British Business Bank expands Start Up Loans programme

Susan Nightingale
Susan Nightingale Susan Nightingale

THE British Business Bank has expanded its Start Up Loans programme in Northern Ireland, where it has already offered more than £12 million of support to around 1,000 local entrepreneurs since its launch in 2012.

The programme for start-ups provides personal loans for business purposes of up to £25,000 at a 6 per cent fixed interest rate a year and offers free dedicated mentoring for 12 months and support to each business.
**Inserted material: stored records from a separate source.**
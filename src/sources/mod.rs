//! Adapters for the recipe and cocktail catalogs the aggregator fans out to.

pub mod backend;
pub mod catalog;
pub mod records;

use async_trait::async_trait;
use serde::de::DeserializeOwned;
use serde::{Deserialize, Serialize};
use tracing::debug;

use crate::error::{mentions_quota, SourceError};
use crate::models::{Recipe, SearchRequest};

pub use backend::{BackendClient, BackendCocktailSource, BackendRecipeSource};
pub use catalog::{CatalogClient, CatalogSource};

/// Which slot a source fills; only the primary is subject to the quota latch.
#[derive(Debug, Clone, Copy, PartialEq, Eq, Hash, Serialize, Deserialize)]
#[serde(rename_all = "lowercase")]
pub enum SourceRole {
    Primary,
    Secondary,
    Cocktails,
}

#[async_trait]
pub trait RecipeSource: Send + Sync {
    fn name(&self) -> &str;

    fn role(&self) -> SourceRole;

    async fn search(&self, request: &SearchRequest) -> Result<Vec<Recipe>, SourceError>;
}

/// Sends a request and decodes a JSON body.
///
/// Non-2xx statuses and 200 bodies whose `message`/`error` field reports an
/// exhausted quota both become `SourceError`s.
pub(crate) async fn fetch_json<T: DeserializeOwned>(
    source_name: &str,
    request: reqwest::RequestBuilder,
) -> Result<T, SourceError> {
    let response = request
        .send()
        .await
        .map_err(|e| SourceError::from_reqwest(source_name, e))?;

    let status = response.status();
    let body = response
        .text()
        .await
        .map_err(|e| SourceError::from_reqwest(source_name, e))?;

    if !status.is_success() {
        return Err(SourceError::from_status(source_name, status.as_u16(), body));
    }

    let value: serde_json::Value =
        serde_json::from_str(&body).map_err(|e| SourceError::decode(source_name, e))?;

    let notice = value
        .get("message")
        .or_else(|| value.get("error"))
        .and_then(serde_json::Value::as_str);
    if let Some(notice) = notice.filter(|n| mentions_quota(n)) {
        return Err(SourceError::RateLimited {
            source_name: source_name.to_string(),
            status: Some(status.as_u16()),
            message: notice.to_string(),
        });
    }

    debug!(source = source_name, status = status.as_u16(), "decoded source response");
    serde_json::from_value(value).map_err(|e| SourceError::decode(source_name, e))
}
The bank will now lend to start ups which have been trading for up to three years, while second loans will be available to eligible businesses trading for up to five years (it previously only applied to those trading for two years).

The expansion follows the 2021/22 Spending Review, at which the government made the commitment to provide 33,000 loans to the programme over the next three years.

Susan Nightingale, devolved nations director (UK Network) at the bank, said: “The extension of the programme will enable us to work with those businesses that had perhaps just got going when the pandemic hit or are ready to consolidate and grow their businesses now that they are back on their feet. We want to ensure that these businesses do not get left behind.

“We have always been committed to providing support and funding to smaller businesses with entrepreneurial ambitions across all industry sectors. Having delivered more than £12m in loans to Northern Ireland alone highlights our continued efforts to help people from diverse backgrounds achieve their business goals.”

Business Secretary Jacob Rees-Mogg said: “Northern Ireland people are some of the most entrepreneurial in the UK, which is especially true when it comes to micro-businesses, which make up 89 percent of the business community.

“By expanding on the £12 million in Start Up Loans Northern Irish businesses have already received, we can harness that pro-business culture and channel it into a bright future filled with jobs, growth, and sustainability.”